### TASK INPUTS
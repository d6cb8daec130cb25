use std::collections::BTreeMap;

use async_trait::async_trait;
use serde::Deserialize;
use serde_json::{Map, Value};

use super::Resource;
use crate::error::{Result, SyncError};
use crate::item::{SyncItem, SYNC_KEY};
use crate::storage::Record;

#[derive(Debug, Clone, Deserialize)]
#[serde(default)]
pub struct MappedSettings {
    /// Item path holding the source identity.
    pub id_field: String,
    pub id_prefix: String,
    /// Record field name to item path. Empty copies every item field.
    pub fields: BTreeMap<String, String>,
    /// Record fields whose mapped values seed and match records on first sight.
    pub match_fields: Vec<String>,
    /// Item paths that must be non-empty, otherwise the item is skipped.
    pub required: Vec<String>,
    /// Item path to value; an item equal on any entry is ignored.
    pub skip_when: BTreeMap<String, Value>,
    pub bundle_field: Option<String>,
}

impl Default for MappedSettings {
    fn default() -> Self {
        Self {
            id_field: "id".to_string(),
            id_prefix: String::new(),
            fields: BTreeMap::new(),
            match_fields: Vec::new(),
            required: Vec::new(),
            skip_when: BTreeMap::new(),
            bundle_field: None,
        }
    }
}

/// Config-driven resource: field mapping, required fields and ignore rules.
pub struct MappedResource {
    settings: MappedSettings,
}

impl MappedResource {
    pub fn new(settings: MappedSettings) -> Self {
        Self { settings }
    }

    fn mapped_value(&self, field: &str, item: &SyncItem) -> Option<Value> {
        let path = self
            .settings
            .fields
            .get(field)
            .map(String::as_str)
            .unwrap_or(field);
        item.get(path).cloned()
    }
}

#[async_trait]
impl Resource for MappedResource {
    fn id(&self, item: &SyncItem) -> Result<String> {
        match item.get_string(&self.settings.id_field) {
            Some(id) if !id.is_empty() => Ok(format!("{}{}", self.settings.id_prefix, id)),
            _ => Err(SyncError::fail(format!(
                "Item has no value for id field '{}'.",
                self.settings.id_field
            ))),
        }
    }

    fn bundle(&self, item: &SyncItem) -> Option<String> {
        self.settings
            .bundle_field
            .as_deref()
            .and_then(|path| item.get_string(path))
            .filter(|b| !b.is_empty())
    }

    fn initial_values(&self, item: &SyncItem) -> Map<String, Value> {
        self.settings
            .match_fields
            .iter()
            .filter_map(|field| {
                self.mapped_value(field, item)
                    .map(|value| (field.clone(), value))
            })
            .collect()
    }

    async fn prepare_item(&self, item: &mut SyncItem) -> Result<()> {
        for (path, expected) in &self.settings.skip_when {
            if item.get(path) == Some(expected) {
                return Err(SyncError::ignore(format!("{} is {}", path, expected)));
            }
        }
        for path in &self.settings.required {
            if item.is_empty_at(path) {
                return Err(SyncError::skip(format!(
                    "Missing required field '{}'.",
                    path
                )));
            }
        }
        Ok(())
    }

    async fn process_item(&self, record: &mut Record, item: &SyncItem) -> Result<()> {
        if self.settings.fields.is_empty() {
            for (key, value) in item.fields() {
                if key != SYNC_KEY {
                    record.set(key, value.clone());
                }
            }
            return Ok(());
        }
        for (field, path) in &self.settings.fields {
            record.set(field, item.get(path).cloned().unwrap_or(Value::Null));
        }
        Ok(())
    }
}

#[cfg(test)]
mod tests {
    use super::*;
    use serde_json::json;

    fn resource(settings: Value) -> MappedResource {
        MappedResource::new(serde_json::from_value(settings).unwrap())
    }

    fn item(value: Value) -> SyncItem {
        SyncItem::from_value(value)
    }

    #[tokio::test]
    async fn maps_fields_by_path() {
        let mapped = resource(json!({
            "id_field": "code",
            "id_prefix": "crm-",
            "fields": {"title": "name", "city": "address.city"}
        }));
        let source = item(json!({"code": 12, "name": "Acme", "address": {"city": "Delft"}}));
        assert_eq!(mapped.id(&source).unwrap(), "crm-12");

        let mut record = Record::new("company", "company", Map::new());
        mapped.process_item(&mut record, &source).await.unwrap();
        assert_eq!(record.fields, *json!({"city": "Delft", "title": "Acme"}).as_object().unwrap());
    }

    #[tokio::test]
    async fn copies_everything_without_a_mapping() {
        let mapped = resource(json!({}));
        let mut source = item(json!({"id": "a", "n": 1}));
        source.set(SYNC_KEY, "0");
        let mut record = Record::new("node", "node", Map::new());
        mapped.process_item(&mut record, &source).await.unwrap();
        assert_eq!(record.get("n"), Some(&json!(1)));
        assert!(record.get(SYNC_KEY).is_none());
    }

    #[tokio::test]
    async fn prepare_classifies_unusable_items() {
        let mapped = resource(json!({
            "required": ["email"],
            "skip_when": {"status": "deleted"}
        }));
        let mut gone = item(json!({"id": "1", "status": "deleted"}));
        assert!(matches!(mapped.prepare_item(&mut gone).await, Err(SyncError::Ignore(_))));
        let mut missing = item(json!({"id": "2", "email": ""}));
        assert!(matches!(mapped.prepare_item(&mut missing).await, Err(SyncError::Skip(_))));
        let mut fine = item(json!({"id": "3", "email": "x@y.z"}));
        assert!(mapped.prepare_item(&mut fine).await.is_ok());
        assert!(matches!(mapped.id(&item(json!({}))), Err(SyncError::Fail(_))));
    }

    #[test]
    fn match_fields_use_mapped_values() {
        let mapped = resource(json!({
            "fields": {"email": "contact.email"},
            "match_fields": ["email"]
        }));
        let values = mapped.initial_values(&item(json!({"contact": {"email": "a@b.c"}})));
        assert_eq!(values.get("email"), Some(&json!("a@b.c")));
    }
}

### TASK OBJECTIVE
So that nothing differs from the original, transcribe all of the records above.

### PROBLEM SOLUTION
repository d6cb8daec130cb25
use std::collections::BTreeMap;

use async_trait::async_trait;
use serde::Deserialize;
use serde_json::{Map, Value};

use super::Resource;
use crate::error::{Result, SyncError};
use crate::item::{SyncItem, SYNC_KEY};
use crate::storage::Record;

#[derive(Debug, Clone, Deserialize)]
#[serde(default)]
pub struct MappedSettings {
    /// Item path holding the source identity.
    pub id_field: String,
    pub id_prefix: String,
    /// Record field name to item path. Empty copies every item field.
    pub fields: BTreeMap<String, String>,
    /// Record fields whose mapped values seed and match records on first sight.
    pub match_fields: Vec<String>,
    /// Item paths that must be non-empty, otherwise the item is skipped.
    pub required: Vec<String>,
    /// Item path to value; an item equal on any entry is ignored.
    pub skip_when: BTreeMap<String, Value>,
    pub bundle_field: Option<String>,
}

impl Default for MappedSettings {
    fn default() -> Self {
        Self {
            id_field: "id".to_string(),
            id_prefix: String::new(),
            fields: BTreeMap::new(),
            match_fields: Vec::new(),
            required: Vec::new(),
            skip_when: BTreeMap::new(),
            bundle_field: None,
        }
    }
}

/// Config-driven resource: field mapping, required fields and ignore rules.
pub struct MappedResource {
    settings: MappedSettings,
}

impl MappedResource {
    pub fn new(settings: MappedSettings) -> Self {
        Self { settings }
    }

    fn mapped_value(&self, field: &str, item: &SyncItem) -> Option<Value> {
        let path = self
            .settings
            .fields
            .get(field)
            .map(String::as_str)
            .unwrap_or(field);
        item.get(path).cloned()
    }
}

#[async_trait]
impl Resource for MappedResource {
    fn id(&self, item: &SyncItem) -> Result<String> {
        match item.get_string(&self.settings.id_field) {
            Some(id) if !id.is_empty() => Ok(format!("{}{}", self.settings.id_prefix, id)),
            _ => Err(SyncError::fail(format!(
                "Item has no value for id field '{}'.",
                self.settings.id_field
            ))),
        }
    }

    fn bundle(&self, item: &SyncItem) -> Option<String> {
        self.settings
            .bundle_field
            .as_deref()
            .and_then(|path| item.get_string(path))
            .filter(|b| !b.is_empty())
    }

    fn initial_values(&self, item: &SyncItem) -> Map<String, Value> {
        self.settings
            .match_fields
            .iter()
            .filter_map(|field| {
                self.mapped_value(field, item)
                    .map(|value| (field.clone(), value))
            })
            .collect()
    }

    async fn prepare_item(&self, item: &mut SyncItem) -> Result<()> {
        for (path, expected) in &self.settings.skip_when {
            if item.get(path) == Some(expected) {
                return Err(SyncError::ignore(format!("{} is {}", path, expected)));
            }
        }
        for path in &self.settings.required {
            if item.is_empty_at(path) {
                return Err(SyncError::skip(format!(
                    "Missing required field '{}'.",
                    path
                )));
            }
        }
        Ok(())
    }

    async fn process_item(&self, record: &mut Record, item: &SyncItem) -> Result<()> {
        if self.settings.fields.is_empty() {
            for (key, value) in item.fields() {
                if key != SYNC_KEY {
                    record.set(key, value.clone());
                }
            }
            return Ok(());
        }
        for (field, path) in &self.settings.fields {
            record.set(field, item.get(path).cloned().unwrap_or(Value::Null));
        }
        Ok(())
    }
}

#[cfg(test)]
mod tests {
    use super::*;
    use serde_json::json;

    fn resource(settings: Value) -> MappedResource {
        MappedResource::new(serde_json::from_value(settings).unwrap())
    }

    fn item(value: Value) -> SyncItem {
        SyncItem::from_value(value)
    }

    #[tokio::test]
    async fn maps_fields_by_path() {
        let mapped = resource(json!({
            "id_field": "code",
            "id_prefix": "crm-",
            "fields": {"title": "name", "city": "address.city"}
        }));
        let source = item(json!({"code": 12, "name": "Acme", "address": {"city": "Delft"}}));
        assert_eq!(mapped.id(&source).unwrap(), "crm-12");

        let mut record = Record::new("company", "company", Map::new());
        mapped.process_item(&mut record, &source).await.unwrap();
        assert_eq!(record.fields, *json!({"city": "Delft", "title": "Acme"}).as_object().unwrap());
    }

    #[tokio::test]
    async fn copies_everything_without_a_mapping() {
        let mapped = resource(json!({}));
        let mut source = item(json!({"id": "a", "n": 1}));
        source.set(SYNC_KEY, "0");
        let mut record = Record::new("node", "node", Map::new());
        mapped.process_item(&mut record, &source).await.unwrap();
        assert_eq!(record.get("n"), Some(&json!(1)));
        assert!(record.get(SYNC_KEY).is_none());
    }

    #[tokio::test]
    async fn prepare_classifies_unusable_items() {
        let mapped = resource(json!({
            "required": ["email"],
            "skip_when": {"status": "deleted"}
        }));
        let mut gone = item(json!({"id": "1", "status": "deleted"}));
        assert!(matches!(mapped.prepare_item(&mut gone).await, Err(SyncError::Ignore(_))));
        let mut missing = item(json!({"id": "2", "email": ""}));
        assert!(matches!(mapped.prepare_item(&mut missing).await, Err(SyncError::Skip(_))));
        let mut fine = item(json!({"id": "3", "email": "x@y.z"}));
        assert!(mapped.prepare_item(&mut fine).await.is_ok());
        assert!(matches!(mapped.id(&item(json!({}))), Err(SyncError::Fail(_))));
    }

    #[test]
    fn match_fields_use_mapped_values() {
        let mapped = resource(json!({
            "fields": {"email": "contact.email"},
            "match_fields": ["email"]
        }));
        let values = mapped.initial_values(&item(json!({"contact": {"email": "a@b.c"}})));
        assert_eq!(values.get("email"), Some(&json!("a@b.c")));
    }
}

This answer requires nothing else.